Le nombre de chaînes apportées aux
travailleurs à domicile diminue considérablement entre 1800 et 1830, passant de
17.000 à 2.500.
La population des
« Tisserands à bras » est descendue de 50.000 en 1820 à 12.000 en
1850.
L’entreprise Lepicard réussira à
prospérer jusqu’à la crise économique de 1929.
1842 reste sans doute l’année de
l’apogée du commerce des tissus, la marchandise faisant défaut, grâce aux
nouveaux marchés coloniaux.
En 1826, Louis ne conserve que
50 % du capital de son entreprise.
En 1829, il est élu Maire du
Mesnil Bourdainville. Et décédera en
1845, âgé de 75 ans, à la tête d’un domaine foncier confortable.

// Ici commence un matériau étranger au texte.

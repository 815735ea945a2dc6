//! Live push sessions and the registry that tracks them.
//!
//! A session is the server-side handle for one open push connection. The
//! registry supports concurrent insert, remove, and broadcast-with-prune
//! with no caller-side locking.

use bytes::Bytes;
use dashmap::DashMap;
use std::fmt;
use std::sync::atomic::{AtomicU64, Ordering};
use std::sync::Arc;
use std::time::Instant;
use thiserror::Error;
use tracing::{debug, warn};

/// Atomic counter so IDs stay unique even within the same nanosecond.
static SESSION_COUNTER: AtomicU64 = AtomicU64::new(0);

/// Unique identifier for a push session.
#[derive(Debug, Clone, PartialEq, Eq, Hash)]
pub struct SessionId(pub String);

impl SessionId {
    /// Create a session ID from an existing string.
    #[must_use]
    pub fn new(id: impl Into<String>) -> Self {
        Self(id.into())
    }

    /// Generate a process-unique session ID.
    #[must_use]
    pub fn generate() -> Self {
        use std::time::{SystemTime, UNIX_EPOCH};
        let timestamp = SystemTime::now()
            .duration_since(UNIX_EPOCH)
            .unwrap_or_default()
            .as_nanos() as u64;
        let counter = SESSION_COUNTER.fetch_add(1, Ordering::Relaxed);
        Self(format!("sess_{timestamp:x}-{counter}"))
    }

    /// Get the ID as a string slice.
    #[must_use]
    pub fn as_str(&self) -> &str {
        &self.0
    }
}

impl fmt::Display for SessionId {
    fn fmt(&self, f: &mut fmt::Formatter<'_>) -> fmt::Result {
        write!(f, "{}", self.0)
    }
}

impl From<String> for SessionId {
    fn from(s: String) -> Self {
        Self(s)
    }
}

impl From<&str> for SessionId {
    fn from(s: &str) -> Self {
        Self(s.to_string())
    }
}

/// Delivery failure for a single session.
#[derive(Debug, Error)]
pub enum DeliveryError {
    /// The transport behind the session is gone.
    #[error("Session transport closed")]
    Closed,

    /// The transport write failed.
    #[error("Send failed: {0}")]
    SendFailed(String),
}

/// A serialized message headed for push sessions.
///
/// `seq` is the message's log index; `payload` is the shared JSON wire
/// form, so fan-out never re-encodes per recipient.
#[derive(Debug, Clone)]
pub struct Outbound {
    /// Log index of the message.
    pub seq: u64,
    /// Encoded wire payload, cheap to clone.
    pub payload: Bytes,
}

/// Delivery handle for one live connection.
///
/// Implementations must not block: a real transport enqueues the frame
/// on the session's own outbound queue and fails only once that queue is
/// gone. A slow socket therefore backs up only itself.
pub trait SessionSink: Send + Sync {
    /// Hand one frame to the session's transport.
    ///
    /// # Errors
    ///
    /// Returns an error if the transport can no longer accept frames;
    /// the registry removes the session in response.
    fn deliver(&self, frame: Outbound) -> Result<(), DeliveryError>;
}

/// One live push connection.
#[derive(Clone)]
pub struct Session {
    id: SessionId,
    sink: Arc<dyn SessionSink>,
    connected_at: Instant,
}

impl Session {
    /// Create a session around a delivery sink.
    #[must_use]
    pub fn new(id: SessionId, sink: Arc<dyn SessionSink>) -> Self {
        Self {
            id,
            sink,
            connected_at: Instant::now(),
        }
    }

    /// The session's identifier.
    #[must_use]
    pub fn id(&self) -> &SessionId {
        &self.id
    }

    /// When the connection was established (for logging, not correctness).
    #[must_use]
    pub fn connected_at(&self) -> Instant {
        self.connected_at
    }

    /// Deliver one frame through the session's sink.
    ///
    /// # Errors
    ///
    /// Propagates the sink's delivery failure.
    pub fn deliver(&self, frame: Outbound) -> Result<(), DeliveryError> {
        self.sink.deliver(frame)
    }
}

impl fmt::Debug for Session {
    fn fmt(&self, f: &mut fmt::Formatter<'_>) -> fmt::Result {
        f.debug_struct("Session")
            .field("id", &self.id)
            .field("connected_at", &self.connected_at)
            .finish_non_exhaustive()
    }
}

/// Registry of live push sessions.
///
/// A session present here is assumed live until a delivery attempt
/// proves otherwise. Nothing outside the registry keeps a writing
/// reference, so remove-and-forget is the only destruction path.
#[derive(Debug, Default)]
pub struct SessionRegistry {
    sessions: DashMap<SessionId, Session>,
}

impl SessionRegistry {
    /// Create an empty registry.
    #[must_use]
    pub fn new() -> Self {
        Self::default()
    }

    /// Add a session, keyed by its identifier. Last write wins when the
    /// same ID registers twice.
    pub fn register(&self, session: Session) {
        let id = session.id().clone();
        self.sessions.insert(id.clone(), session);
        debug!(session = %id, total = self.sessions.len(), "Session registered");
    }

    /// Remove a session if present; no-op when absent.
    pub fn unregister(&self, id: &SessionId) {
        if self.sessions.remove(id).is_some() {
            debug!(session = %id, total = self.sessions.len(), "Session unregistered");
        }
    }

    /// Check whether a session is registered.
    #[must_use]
    pub fn contains(&self, id: &SessionId) -> bool {
        self.sessions.contains_key(id)
    }

    /// Number of live sessions.
    #[must_use]
    pub fn len(&self) -> usize {
        self.sessions.len()
    }

    /// Whether any sessions are registered.
    #[must_use]
    pub fn is_empty(&self) -> bool {
        self.sessions.is_empty()
    }

    /// Visit every live session; a session for which `f` fails is
    /// unregistered as part of the same pass.
    ///
    /// This is the broadcast-and-prune primitive: one session's failure
    /// never aborts the pass or surfaces to the caller.
    pub fn for_each_live(&self, mut f: impl FnMut(&Session) -> Result<(), DeliveryError>) {
        self.sessions.retain(|id, session| match f(session) {
            Ok(()) => true,
            Err(e) => {
                warn!(session = %id, error = %e, "Dropping session after failed delivery");
                false
            }
        });
    }
}


#[cfg(test)]
mod tests {
    use super::testing::RecordingSink;
    use super::*;

    fn frame(seq: u64) -> Outbound {
        Outbound {
            seq,
            payload: Bytes::from_static(b"{}"),
        }
    }

    #[test]
    fn test_session_id_generation_unique() {
        let a = SessionId::generate();
        let b = SessionId::generate();
        assert_ne!(a, b);
        assert!(a.as_str().starts_with("sess_"));
    }

    #[test]
    fn test_register_unregister() {
        let registry = SessionRegistry::new();
        let id = SessionId::from("s-1");

        registry.register(Session::new(id.clone(), RecordingSink::new()));
        assert!(registry.contains(&id));
        assert_eq!(registry.len(), 1);

        registry.unregister(&id);
        assert!(!registry.contains(&id));
        assert!(registry.is_empty());

        // Unregistering an absent session never fails.
        registry.unregister(&id);
    }

    #[test]
    fn test_register_same_id_last_write_wins() {
        let registry = SessionRegistry::new();
        let id = SessionId::from("dup");
        let first = RecordingSink::new();
        let second = RecordingSink::new();

        registry.register(Session::new(id.clone(), first.clone()));
        registry.register(Session::new(id.clone(), second.clone()));
        assert_eq!(registry.len(), 1);

        registry.for_each_live(|s| s.deliver(frame(0)));
        assert!(first.payloads().is_empty());
        assert_eq!(second.seqs(), vec![0]);
    }

    #[test]
    fn test_for_each_live_prunes_failures() {
        let registry = SessionRegistry::new();
        let healthy = RecordingSink::new();
        let broken = RecordingSink::failing();

        registry.register(Session::new("ok".into(), healthy.clone()));
        registry.register(Session::new("bad".into(), broken));

        registry.for_each_live(|s| s.deliver(frame(7)));

        assert_eq!(registry.len(), 1);
        assert!(registry.contains(&"ok".into()));
        assert!(!registry.contains(&"bad".into()));
        assert_eq!(healthy.seqs(), vec![7]);
    }
}
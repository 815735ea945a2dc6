//! # palaver-core
//!
//! Message log, session registry, and broadcast engine for the Palaver
//! group chat hub.
//!
//! This crate provides the concurrency-sensitive heart of the system:
//!
//! - **MessageLog** - Append-only, indexed sequence of chat messages
//! - **SessionRegistry** - Live push connections, safe for concurrent use
//! - **Broadcaster** - Serialize-once fan-out with per-session pruning
//! - **ChatHub** - Ingress funnel that appends then broadcasts
//!
//! ## Architecture
//!
//! ```text
//! ┌─────────────┐     ┌─────────────┐     ┌─────────────────┐
//! │   Writer    │────▶│   ChatHub   │────▶│   MessageLog    │
//! └─────────────┘     └──────┬──────┘     └─────────────────┘
//!                            │                     ▲
//!                            ▼                     │ since/snapshot
//!                     ┌─────────────┐     ┌────────┴────────┐
//!                     │ Broadcaster │     │     Pollers     │
//!                     └──────┬──────┘     └─────────────────┘
//!                            ▼
//!                     ┌─────────────┐
//!                     │  Sessions   │
//!                     └─────────────┘
//! ```
//!
//! Pull readers query the log directly by index; push readers receive
//! every accepted message through the broadcaster. Both observe the same
//! total order, assigned by the log at append time.

pub mod broadcast;
pub mod hub;
pub mod log;
pub mod message;
pub mod session;

pub use broadcast::Broadcaster;
pub use hub::{ChatHub, SubmitError};
pub use log::MessageLog;
pub use message::{Message, WireError};
pub use session::{DeliveryError, Outbound, Session, SessionId, SessionRegistry, SessionSink};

Son fils Théodule demeure 18 rue
Crevier à Rouen. Il y fait commerce de tissus fabriqués dans son usine de
Bourdainville. Théodule succèdera à son Père à la tête de cette Mairie.
Guy dieppedalle
D’après les notes de René
Dieppedalle
Année 2000
Paul Sement. La halle aux Toiles
de Rouen.
En 1842, la fabrication Rouennaise
est réalisée par environ 13.300 métiers à bras, soit une moyenne de 100
ouvriers tisserands employés par maison. C’est probablement l’ordre de grandeur
de l’effectif du personnel à domicile employé par Théodule vers 1840.
A cette époque, le chiffre d’affaires annuel moyen d’un fabricant rouennais est estimé à 140.000 F par an. (d’après l’historien Lecointe).